Tuesday, November 21, 2006

Partial, and indeed partial

In today's column, Polly Toynbee writes of Bolingbroke hospital that:

[i]t has a day hospital for some 15 elderly patients, with out-patients and imaging diagnostics.

This at best partial, it also provides a GP out of hours surgery, podiatry and community dental services (source).

-o0o-

She also writes that:

...empty wards cost a fortune, not counting the heat billowing out, which can't be cut off in unused wings. St George's trust, which owns this hospital, has to pay a percentage on all its capital assets to the NHS, under an accounting system designed to ensure that assets are not underused...

Unused capital and land does of course incur a cost, and it is good to see this recognised.  However, some empty wards are more costly than others.
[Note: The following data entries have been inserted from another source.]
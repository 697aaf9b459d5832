//! Sequential pass execution over one protocol session.
//!
//! Passes share one browser tab, so they never overlap. Within a pass the
//! lifecycle is fixed: every gatherer's `before_pass` in declared order,
//! then the pass body (navigation plus optional trace/network recording),
//! then every gatherer's `after_pass`. Gatherer failures are recorded as
//! sentinel artifacts and never abort the pass.

use super::network::{NetworkRecord, NetworkRecorder};
use super::{Artifact, ArtifactStore, Gatherer, PassContext, PassLoadData};
use crate::config::{PassConfig, ProtocolConfig};
use crate::error::{Error, Result};
use crate::protocol::{ProtocolEvent, Session};
use crate::status::StatusSink;
use crate::trace::TraceEvent;
use serde_json::{json, Value};
use std::collections::HashMap;
use std::sync::Arc;
use std::time::Duration;
use tokio::sync::{mpsc, oneshot};
use tokio::task::JoinHandle;

/// Categories recorded when a pass enables tracing.
const TRACE_CATEGORIES: &str = "-*,toplevel,blink.console,blink.user_timing,\
     devtools.timeline,disabled-by-default-devtools.timeline";

/// How long to wait for buffered trace chunks after `Tracing.end`.
const TRACE_FLUSH_TIMEOUT: Duration = Duration::from_secs(10);

/// Runs configured passes against one session, producing the artifact store.
pub struct Pipeline {
    command_timeout: Duration,
    load_timeout: Duration,
    pause_after_load: Duration,
}

impl Pipeline {
    pub fn new(config: &ProtocolConfig) -> Self {
        Self {
            command_timeout: Duration::from_millis(config.command_timeout_ms),
            load_timeout: Duration::from_millis(config.load_timeout_ms),
            pause_after_load: Duration::from_millis(config.pause_after_load_ms),
        }
    }

    /// Execute every pass in order and return the finalized store.
    pub async fn run(
        &self,
        passes: &[PassConfig],
        url: &str,
        session: &Session,
        status: &StatusSink,
    ) -> Result<ArtifactStore> {
        let mut store = ArtifactStore::default();
        for pass in passes {
            status.status("gather", format!("running pass `{}`", pass.name));
            self.run_pass(pass, url, session, &mut store).await?;
        }
        Ok(store)
    }

    async fn run_pass(
        &self,
        pass: &PassConfig,
        url: &str,
        session: &Session,
        store: &mut ArtifactStore,
    ) -> Result<()> {
        let gatherers = resolve_gatherers(&pass.gatherers)?;
        let ctx = PassContext {
            session,
            url,
            command_timeout: self.command_timeout,
        };

        // A failing before_pass costs only that gatherer's artifact; its
        // after_pass is skipped so it cannot compute over half-installed
        // instrumentation.
        let mut failed_setup: HashMap<&'static str, String> = HashMap::new();
        for gatherer in &gatherers {
            if let Err(error) = gatherer.before_pass(&ctx).await {
                tracing::warn!(gatherer = gatherer.name(), %error, "before_pass failed");
                failed_setup.insert(gatherer.name(), error.to_string());
            }
        }

        let network = if pass.record_network {
            Some(start_network_collection(session).await?)
        } else {
            None
        };
        let trace = if pass.record_trace {
            Some(start_trace_recording(session).await?)
        } else {
            None
        };

        self.navigate(session, url, &pass.name).await?;

        if let Some(recording) = trace {
            let events = self.end_trace_recording(session, recording).await?;
            tracing::debug!(pass = %pass.name, events = events.len(), "trace recorded");
            store.insert_trace(pass.name.clone(), events);
        }
        if let Some(collector) = network {
            let records = collector.stop().await;
            tracing::debug!(pass = %pass.name, records = records.len(), "network records assembled");
            store.insert_network_records(pass.name.clone(), records);
        }

        let load = PassLoadData {
            trace_events: store.trace(&pass.name).map(<[TraceEvent]>::to_vec).unwrap_or_default(),
            network_records: store
                .network_records(&pass.name)
                .map(<[NetworkRecord]>::to_vec)
                .unwrap_or_default(),
        };

        for gatherer in &gatherers {
            let name = gatherer.name();
            if let Some(message) = failed_setup.remove(name) {
                store.insert(name, Artifact::error(message));
                continue;
            }
            let artifact = match gatherer.after_pass(&ctx, &load).await {
                Ok(value) => Artifact::Value(value),
                Err(error) => {
                    tracing::warn!(gatherer = name, %error, "after_pass failed; recording sentinel");
                    Artifact::error(error.to_string())
                }
            };
            store.insert(name, artifact);
        }

        Ok(())
    }

    async fn navigate(&self, session: &Session, url: &str, pass_name: &str) -> Result<()> {
        session.send("Page.enable", json!({})).await?;
        let mut load_fired = session.subscribe("Page.loadEventFired").await;
        session.send("Page.navigate", json!({ "url": url })).await?;

        if tokio::time::timeout(self.load_timeout, load_fired.recv()).await.is_err() {
            tracing::warn!(
                pass = %pass_name,
                timeout_ms = self.load_timeout.as_millis() as u64,
                "load event never fired; proceeding with what loaded"
            );
        }
        tokio::time::sleep(self.pause_after_load).await;
        Ok(())
    }

    async fn end_trace_recording(
        &self,
        session: &Session,
        mut recording: TraceRecording,
    ) -> Result<Vec<TraceEvent>> {
        session.send("Tracing.end", json!({})).await?;

        let mut events = Vec::new();
        let flush_deadline = tokio::time::sleep(TRACE_FLUSH_TIMEOUT);
        tokio::pin!(flush_deadline);
        loop {
            tokio::select! {
                Some(chunk) = recording.data.recv() => append_chunk(&mut events, &chunk),
                Some(_) = recording.complete.recv() => break,
                _ = &mut flush_deadline => {
                    tracing::warn!("trace flush deadline passed without completion signal");
                    break;
                }
            }
        }
        // Chunks dispatched ahead of the completion signal may still be
        // queued; the channel preserves connection order.
        while let Ok(chunk) = recording.data.try_recv() {
            append_chunk(&mut events, &chunk);
        }
        Ok(events)
    }
}

fn resolve_gatherers(names: &[String]) -> Result<Vec<Arc<dyn Gatherer>>> {
    names
        .iter()
        .map(|name| {
            super::gatherer_by_name(name)
                .ok_or_else(|| Error::Config(format!("unknown gatherer `{name}`")))
        })
        .collect()
}

fn append_chunk(events: &mut Vec<TraceEvent>, chunk: &ProtocolEvent) {
    let Some(items) = chunk.params.get("value").and_then(Value::as_array) else {
        return;
    };
    for item in items {
        match serde_json::from_value::<TraceEvent>(item.clone()) {
            Ok(event) => events.push(event),
            Err(error) => tracing::debug!(%error, "skipping unparseable trace event"),
        }
    }
}

struct TraceRecording {
    data: mpsc::UnboundedReceiver<ProtocolEvent>,
    complete: mpsc::UnboundedReceiver<ProtocolEvent>,
}

async fn start_trace_recording(session: &Session) -> Result<TraceRecording> {
    let data = session.subscribe("Tracing.dataCollected").await;
    let complete = session.subscribe("Tracing.tracingComplete").await;
    session
        .send(
            "Tracing.start",
            json!({ "categories": TRACE_CATEGORIES, "options": "sampling-frequency=10000" }),
        )
        .await?;
    Ok(TraceRecording { data, complete })
}

struct NetworkCollector {
    handle: JoinHandle<Vec<NetworkRecord>>,
    stop: oneshot::Sender<()>,
}

impl NetworkCollector {
    async fn stop(self) -> Vec<NetworkRecord> {
        let _ = self.stop.send(());
        self.handle.await.unwrap_or_default()
    }
}

async fn start_network_collection(session: &Session) -> Result<NetworkCollector> {
    let mut sent = session.subscribe("Network.requestWillBeSent").await;
    let mut received = session.subscribe("Network.responseReceived").await;
    let mut finished = session.subscribe("Network.loadingFinished").await;
    let mut failed = session.subscribe("Network.loadingFailed").await;
    session.send("Network.enable", json!({})).await?;

    let (stop_tx, mut stop_rx) = oneshot::channel::<()>();
    let handle = tokio::spawn(async move {
        let mut recorder = NetworkRecorder::new();
        loop {
            tokio::select! {
                Some(event) = sent.recv() => recorder.observe(&event),
                Some(event) = received.recv() => recorder.observe(&event),
                Some(event) = finished.recv() => recorder.observe(&event),
                Some(event) = failed.recv() => recorder.observe(&event),
                _ = &mut stop_rx => break,
            }
        }
        // Anything that raced the stop signal is still buffered.
        while let Ok(event) = sent.try_recv() {
            recorder.observe(&event);
        }
        while let Ok(event) = received.try_recv() {
            recorder.observe(&event);
        }
        while let Ok(event) = finished.try_recv() {
            recorder.observe(&event);
        }
        while let Ok(event) = failed.try_recv() {
            recorder.observe(&event);
        }
        recorder.into_records()
    });

    Ok(NetworkCollector { handle, stop: stop_tx })
}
One of the reasons people are upset about the planned closure of the Bolingbroke hospital is that the NHS trust spent around £2m refurbishing the hospital months before announcing its closure in 2005.  It was at best economic with the truth when talking about the cost of the refurbishment, originally claiming it spent around £600,00.  The refurbishment also failed to rectify fire hazards in the hospital, which had been known about since 1989 (see, for example, this news story).

This isn't to say that the hospital should close, of course.  We all find ourselves susceptible to the sunk cost fallacy -- throwing good money after bad.  It does, however, mean that there are legitimate concerns to be raised about the financial and managerial acuity of those involved in local healthcare provision. 

For Polly to claim that opponents of the closure -- generally from people from political parties of which she doesn't approve -- are running  "mendacious" local campaigns without actually citing a specific example of mendacity, and to decry this as "pure politics", seems, well, hypocritical.